There will be people out there who want to make an argument for Rangers ace Yu Darvish or Mariners ace Felix Hernandez -- and some of them aren’t even from the Dallas or Seattle regions of the country.
Don’t be surprised if you hear people discounting pitcher wins -- and, to be honest here, with some pretty good reasons for that.
But attempts to focus the Cy Young debate on the fickleness of the win stat would be doing a disservice to the rest of Scherzer’s body of work.
And that argument, taken to its logical conclusion, would lead not to Darvish or Hernandez winning the Cy Young Award.
It would lead to a different Tiger instead -- Anibal Sanchez.
What’s wrong with the win stat? “The last time I checked, wins and losses go in the standings, not some alphabet soup statistic,” is the typical retort.
What’s wrong with the win stat is actually pretty simple. It’s trying to apply a team stat to an individual.
We know the team with the most runs wins the game. But the pitcher who gets the win might be the one who started off the game and held his opponent to eight scoreless innings. Or he might be the closer who blew the lead, only to be the pitcher of record when his team reclaims it.
Or maybe he’s the reliever who came into the game earlier, faced one batter and got the out before his team took the lead.

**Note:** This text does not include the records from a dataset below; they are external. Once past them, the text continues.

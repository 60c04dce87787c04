use chrono::{DateTime, Duration, Utc};

/// Wall-clock source for completion timestamps.
///
/// Countdown ticks are driven by the async runtime; this clock only stamps
/// results, so tests can pin it.
#[derive(Debug, Clone, Copy, Default)]
pub enum Clock {
    #[default]
    System,
    Fixed(DateTime<Utc>),
}

impl Clock {
    /// Returns a clock fixed at the given timestamp.
    #[must_use]
    pub fn fixed(at: DateTime<Utc>) -> Self {
        Self::Fixed(at)
    }

    #[must_use]
    pub fn now(&self) -> DateTime<Utc> {
        match self {
            Clock::System => Utc::now(),
            Clock::Fixed(t) => *t,
        }
    }

    /// Advance a fixed clock; no effect on the system clock.
    pub fn advance(&mut self, delta: Duration) {
        if let Clock::Fixed(t) = self {
            *t += delta;
        }
    }
}

/// Formats remaining seconds as `MM:SS`; minutes are not wrapped at 60.
#[must_use]
pub fn format_countdown(seconds: u32) -> String {
    format!("{:02}:{:02}", seconds / 60, seconds % 60)
}

/// Deterministic timestamp for tests and examples (2023-11-14T22:13:20Z).
pub const FIXED_TEST_TIMESTAMP: i64 = 1_700_000_000;

/// Returns a deterministic `DateTime<Utc>` for tests and doc examples.
///
/// # Panics
///
/// Panics if the fixed timestamp cannot be represented.
#[must_use]
pub fn fixed_now() -> DateTime<Utc> {
    DateTime::<Utc>::from_timestamp(FIXED_TEST_TIMESTAMP, 0)
        .expect("fixed timestamp should be valid")
}

/// Returns a `Clock` fixed at the deterministic test timestamp.
#[must_use]
pub fn fixed_clock() -> Clock {
    Clock::fixed(fixed_now())
}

Of course, if the starting pitcher doesn’t go five innings, he’s not eligible for the win. In that case, the scorekeeper gets to choose which reliever to award it to -- even if the reliever pitches fewer innings than the starter.

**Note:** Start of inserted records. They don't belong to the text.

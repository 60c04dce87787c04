//! Host-environment capabilities consumed by the security monitor.

use std::fmt;
use std::sync::Arc;

use async_trait::async_trait;
use tokio::sync::mpsc;

use crate::error::CapabilityError;

/// Page visibility as pushed by the host on every change.
#[derive(Debug, Clone, Copy, PartialEq, Eq)]
pub enum PageVisibility {
    Visible,
    Hidden,
}

impl PageVisibility {
    #[must_use]
    pub fn is_visible(self) -> bool {
        matches!(self, PageVisibility::Visible)
    }
}

/// Sending half kept by the host; dropping it ends tab-focus monitoring.
pub type VisibilitySender = mpsc::UnboundedSender<PageVisibility>;
pub type VisibilityReceiver = mpsc::UnboundedReceiver<PageVisibility>;

/// A lossless channel for visibility changes.
#[must_use]
pub fn visibility_channel() -> (VisibilitySender, VisibilityReceiver) {
    mpsc::unbounded_channel()
}

/// Opaque video frame handed to the face detector.
#[derive(Clone)]
pub struct VideoFrame {
    pub width: u32,
    pub height: u32,
    pub pixels: Arc<[u8]>,
}

impl fmt::Debug for VideoFrame {
    fn fmt(&self, f: &mut fmt::Formatter<'_>) -> fmt::Result {
        f.debug_struct("VideoFrame")
            .field("width", &self.width)
            .field("height", &self.height)
            .field("bytes", &self.pixels.len())
            .finish()
    }
}

/// A live camera stream. Owned exclusively by the monitor.
pub trait VideoStream: Send {
    /// The most recent frame, or `None` if the stream has not produced one yet.
    fn current_frame(&mut self) -> Option<VideoFrame>;

    /// Stop capture and release the device.
    fn release(&mut self);
}

#[async_trait]
pub trait CameraCapability: Send + Sync {
    /// Ask the host for a video stream.
    ///
    /// # Errors
    ///
    /// Returns `CapabilityError` if permission is denied or no camera exists.
    async fn request_video_stream(&self) -> Result<Box<dyn VideoStream>, CapabilityError>;
}

#[async_trait]
pub trait FaceDetector: Send + Sync {
    /// Load detection models.
    ///
    /// # Errors
    ///
    /// Returns `CapabilityError::ModelLoad` if the models are unavailable.
    async fn load_models(&self) -> Result<(), CapabilityError>;

    /// Count faces in a frame.
    ///
    /// # Errors
    ///
    /// Returns `CapabilityError::Detection` if the frame cannot be analysed.
    async fn detect_faces(&self, frame: &VideoFrame) -> Result<usize, CapabilityError>;
}

/// Releases the wrapped stream when dropped, including when the owning task
/// is aborted mid-await.
pub(crate) struct StreamGuard {
    stream: Box<dyn VideoStream>,
}

impl StreamGuard {
    pub(crate) fn new(stream: Box<dyn VideoStream>) -> Self {
        Self { stream }
    }

    pub(crate) fn current_frame(&mut self) -> Option<VideoFrame> {
        self.stream.current_frame()
    }
}

impl Drop for StreamGuard {
    fn drop(&mut self) {
        self.stream.release();
    }
}

/// Everything the monitor may subscribe to. Missing entries disable that source.
#[derive(Default)]
pub struct ProctorSources {
    pub visibility: Option<VisibilityReceiver>,
    pub camera: Option<Arc<dyn CameraCapability>>,
    pub face_detector: Option<Arc<dyn FaceDetector>>,
}

impl ProctorSources {
    #[must_use]
    pub fn with_visibility(mut self, visibility: VisibilityReceiver) -> Self {
        self.visibility = Some(visibility);
        self
    }

    #[must_use]
    pub fn with_camera(
        mut self,
        camera: Arc<dyn CameraCapability>,
        face_detector: Arc<dyn FaceDetector>,
    ) -> Self {
        self.camera = Some(camera);
        self.face_detector = Some(face_detector);
        self
    }
}

impl fmt::Debug for ProctorSources {
    fn fmt(&self, f: &mut fmt::Formatter<'_>) -> fmt::Result {
        f.debug_struct("ProctorSources")
            .field("visibility", &self.visibility.is_some())
            .field("camera", &self.camera.is_some())
            .field("face_detector", &self.face_detector.is_some())
            .finish()
    }
}
use tokio::task::JoinHandle;

/// Handle to one background source task.
///
/// Dropping the handle aborts the task; `release` additionally waits until
/// the task's future (and everything it owns) has been dropped.
#[derive(Debug)]
pub(crate) struct Subscription {
    name: &'static str,
    task: Option<JoinHandle<()>>,
}

impl Subscription {
    pub(crate) fn new(name: &'static str, task: JoinHandle<()>) -> Self {
        Self {
            name,
            task: Some(task),
        }
    }

    pub(crate) fn name(&self) -> &'static str {
        self.name
    }

    pub(crate) fn is_finished(&self) -> bool {
        self.task.as_ref().is_none_or(JoinHandle::is_finished)
    }

    pub(crate) fn abort(&self) {
        if let Some(task) = &self.task {
            task.abort();
        }
    }

    pub(crate) async fn release(mut self) {
        if let Some(task) = self.task.take() {
            task.abort();
            let _ = task.await;
        }
    }
}

impl Drop for Subscription {
    fn drop(&mut self) {
        self.abort();
    }
}
use std::fmt;
use std::path::PathBuf;

use exam_core::model::{AssessmentOutcome, CourseId, ModuleId, OptionId, SessionResult};
use exam_core::{Clock, SessionPhase};
use services::proctoring::{PageVisibility, VisibilitySender, visibility_channel};
use services::{AssessmentLauncher, ProctorSources, SessionController, SessionSnapshot};
use storage::repository::Storage;
use tokio::io::{AsyncBufReadExt, BufReader};
use tracing::info;
use tracing_subscriber::EnvFilter;

#[derive(Debug)]
enum ArgsError {
    MissingValue { flag: &'static str },
    Missing { flag: &'static str, env: &'static str },
    UnknownArg(String),
    InvalidId { flag: &'static str, raw: String },
}

impl fmt::Display for ArgsError {
    fn fmt(&self, f: &mut fmt::Formatter<'_>) -> fmt::Result {
        match self {
            ArgsError::MissingValue { flag } => write!(f, "{flag} requires a value"),
            ArgsError::Missing { flag, env } => write!(f, "{flag} (or {env}) is required"),
            ArgsError::UnknownArg(arg) => write!(f, "unknown argument: {arg}"),
            ArgsError::InvalidId { flag, raw } => write!(f, "invalid {flag} value: {raw:?}"),
        }
    }
}

impl std::error::Error for ArgsError {}

fn require_value(
    args: &mut impl Iterator<Item = String>,
    flag: &'static str,
) -> Result<String, ArgsError> {
    args.next().ok_or(ArgsError::MissingValue { flag })
}

fn print_usage() {
    eprintln!("Usage:");
    eprintln!("  cargo run -p app -- --catalog <path> --course <id> --module <id>");
    eprintln!();
    eprintln!("Environment:");
    eprintln!("  PROCTOR_CATALOG, PROCTOR_COURSE_ID, PROCTOR_MODULE_ID, RUST_LOG");
    eprintln!();
    eprintln!("Commands while the assessment runs:");
    eprintln!("  <option-id>     select (or toggle) an option on the current question");
    eprintln!("  n | p | g <i>   next, previous, go to question i (1-based)");
    eprintln!("  hide | show     simulate leaving or returning to the page");
    eprintln!("  dismiss         hide the security message");
    eprintln!("  submit          submit the assessment");
    eprintln!("  quit            leave without submitting");
}

struct Args {
    catalog: PathBuf,
    course_id: CourseId,
    module_id: ModuleId,
}

impl Args {
    fn parse(args: &mut impl Iterator<Item = String>) -> Result<Option<Self>, ArgsError> {
        let mut catalog = std::env::var("PROCTOR_CATALOG").ok();
        let mut course = std::env::var("PROCTOR_COURSE_ID").ok();
        let mut module = std::env::var("PROCTOR_MODULE_ID").ok();

        while let Some(arg) = args.next() {
            match arg.as_str() {
                "--catalog" => catalog = Some(require_value(args, "--catalog")?),
                "--course" => course = Some(require_value(args, "--course")?),
                "--module" => module = Some(require_value(args, "--module")?),
                "--help" | "-h" => return Ok(None),
                _ => return Err(ArgsError::UnknownArg(arg)),
            }
        }

        let catalog = catalog.filter(|c| !c.trim().is_empty()).ok_or(ArgsError::Missing {
            flag: "--catalog",
            env: "PROCTOR_CATALOG",
        })?;
        let course = course.ok_or(ArgsError::Missing {
            flag: "--course",
            env: "PROCTOR_COURSE_ID",
        })?;
        let module = module.ok_or(ArgsError::Missing {
            flag: "--module",
            env: "PROCTOR_MODULE_ID",
        })?;

        Ok(Some(Self {
            catalog: PathBuf::from(catalog),
            course_id: course.parse().map_err(|_| ArgsError::InvalidId {
                flag: "--course",
                raw: course.clone(),
            })?,
            module_id: module.parse().map_err(|_| ArgsError::InvalidId {
                flag: "--module",
                raw: module.clone(),
            })?,
        }))
    }
}

fn render(snapshot: &SessionSnapshot) {
    println!();
    println!(
        "[{}] question {}/{}  answered {}/{}",
        snapshot.countdown,
        snapshot.current_index + 1,
        snapshot.progress.total,
        snapshot.progress.answered,
        snapshot.progress.total,
    );
    if let Some(question) = &snapshot.current_question {
        println!("{} ({}, {} pts)", question.text(), question.kind(), question.points());
        for option in question.options() {
            println!("  {}) {}", option.id, option.text);
        }
    }
    if let Some(answer) = &snapshot.current_answer {
        println!("current answer: {answer:?}");
    }
    if let Some(message) = snapshot.security.message().filter(|m| m.visible) {
        println!("!! {}", message.text);
    }
}

/// Apply one stdin command. Returns `false` when the user quits.
async fn apply(
    controller: &SessionController,
    visibility: &VisibilitySender,
    line: &str,
) -> Result<bool, Box<dyn std::error::Error>> {
    let mut words = line.split_whitespace();
    let Some(command) = words.next() else {
        return Ok(true);
    };

    let outcome = match command {
        "quit" | "q" => return Ok(false),
        "n" => controller.next().map(drop),
        "p" => controller.previous().map(drop),
        "g" => {
            let index = words
                .next()
                .and_then(|raw| raw.parse::<usize>().ok())
                .unwrap_or(1);
            controller.go_to(index.saturating_sub(1)).map(drop)
        }
        "hide" => {
            visibility.send(PageVisibility::Hidden)?;
            Ok(())
        }
        "show" => {
            visibility.send(PageVisibility::Visible)?;
            Ok(())
        }
        "dismiss" => {
            controller.dismiss_security_message();
            Ok(())
        }
        "submit" => controller.submit().await.map(|completion| {
            if let Err(err) = completion.report {
                eprintln!("result could not be reported: {err}");
            }
        }),
        option => {
            let snapshot = controller.snapshot()?;
            match snapshot.current_question {
                Some(question) => controller
                    .answer(question.id(), &OptionId::new(option))
                    .map(drop),
                None => Ok(()),
            }
        }
    };

    if let Err(err) = outcome {
        eprintln!("{err}");
    }
    Ok(true)
}

fn print_result(result: &SessionResult) -> Result<(), Box<dyn std::error::Error>> {
    println!();
    println!(
        "Finished ({:?}): {}% ({} / {} points) in {}s, {}",
        result.reason,
        result.score_percent,
        result.earned_points,
        result.total_points,
        result.seconds_used,
        if result.passed { "passed" } else { "not passed" },
    );
    let outcome = AssessmentOutcome::from(result);
    println!("{}", serde_json::to_string_pretty(&outcome)?);
    Ok(())
}

async fn run() -> Result<(), Box<dyn std::error::Error>> {
    let mut argv = std::env::args().skip(1);
    let Some(args) = Args::parse(&mut argv).inspect_err(|_| print_usage())? else {
        print_usage();
        return Ok(());
    };

    let (storage, _repo) = Storage::from_catalog(&args.catalog)?;
    info!(catalog = %args.catalog.display(), "catalog loaded");

    let launcher = AssessmentLauncher::new(Clock::default(), &storage);
    let (visibility, receiver) = visibility_channel();
    let controller = launcher
        .launch(
            args.course_id,
            args.module_id,
            ProctorSources::default().with_visibility(receiver),
        )
        .await?;

    let mut phases = controller.subscribe_phase();
    let mut lines = BufReader::new(tokio::io::stdin()).lines();
    render(&controller.snapshot()?);

    loop {
        tokio::select! {
            changed = phases.changed() => {
                if changed.is_err() || *phases.borrow_and_update() == SessionPhase::Finished {
                    break;
                }
            }
            line = lines.next_line() => {
                let Some(line) = line? else {
                    break;
                };
                if !apply(&controller, &visibility, line.trim()).await? {
                    break;
                }
                if controller.phase() == SessionPhase::Active {
                    render(&controller.snapshot()?);
                }
            }
        }
    }

    if controller.phase() == SessionPhase::Active {
        controller.teardown().await;
        println!("Left without submitting.");
        return Ok(());
    }

    let result = controller.finished().await?;
    print_result(&result)
}

#[tokio::main]
async fn main() {
    let filter = EnvFilter::try_from_default_env().unwrap_or_else(|_| EnvFilter::new("info"));
    tracing_subscriber::fmt()
        .with_env_filter(filter)
        .with_writer(std::io::stderr)
        .init();

    if let Err(err) = run().await {
        eprintln!("{err}");
        std::process::exit(2);
    }
}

We haven’t even talked about the run support component. Pitching for a team with the highest run total in baseball, the Tigers, sure increases the odds of a pitcher winning compared to putting him on a low-scoring team, wouldn’t you think?
So yes, when someone says pitcher wins is a ridiculous stat, they’re right.

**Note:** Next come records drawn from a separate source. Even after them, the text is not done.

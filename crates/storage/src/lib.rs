#![forbid(unsafe_code)]

pub mod catalog;
pub mod repository;

pub use catalog::{load_catalog, parse_catalog};
pub use repository::{
    AssessmentRepository, InMemoryRepository, ProgressRecord, ProgressRepository, Storage,
    StorageError,
};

Wins are just one piece of the puzzle. Peripherals are another.
Here’s something interesting about Scherzer: He doesn’t even have the best ERA on his own team. That 2.43 figure belongs to Sanchez.
Yet Scherzer has one loss and Sanchez seven. Sanchez also has the lower Fielding Independent Pitching figure, a statistic that measures what a pitcher is said to control: strikeouts, walks and home runs. Sanchez’s is an American League-best 2.34; Scherzer’s 2.61.
But Sanchez doesn’t deserve the Cy Young Award. Scherzer does.
That’s because you can’t just seize one or two choice stats to make a choice. It’s a complete picture.
Scherzer has the highest rate of quality starts in the AL (81 percent). His average start of 6.9 innings has been surpassed by only one pitcher in the AL -- Chicago’s Chris Sale -- saving the bullpen and giving his team more time to score runs in his favor.
He has a higher rate of strikeouts per plate appearance than Sanchez, and in fact, trails only Darvish in the stat, and he has a lower rate of walks issued than either.
And yes, he has more wins than anyone else, too.
Sanchez, Darvish, Hernandez -- they’re all having great seasons.
But to argue any of them are more deserving of the award at this point than Scherzer is little more than pedantic.
Scherzer has 19 wins because he’s having the best season, overall, in the American League. And for that, he’ll be the American League’s Cy Young winner.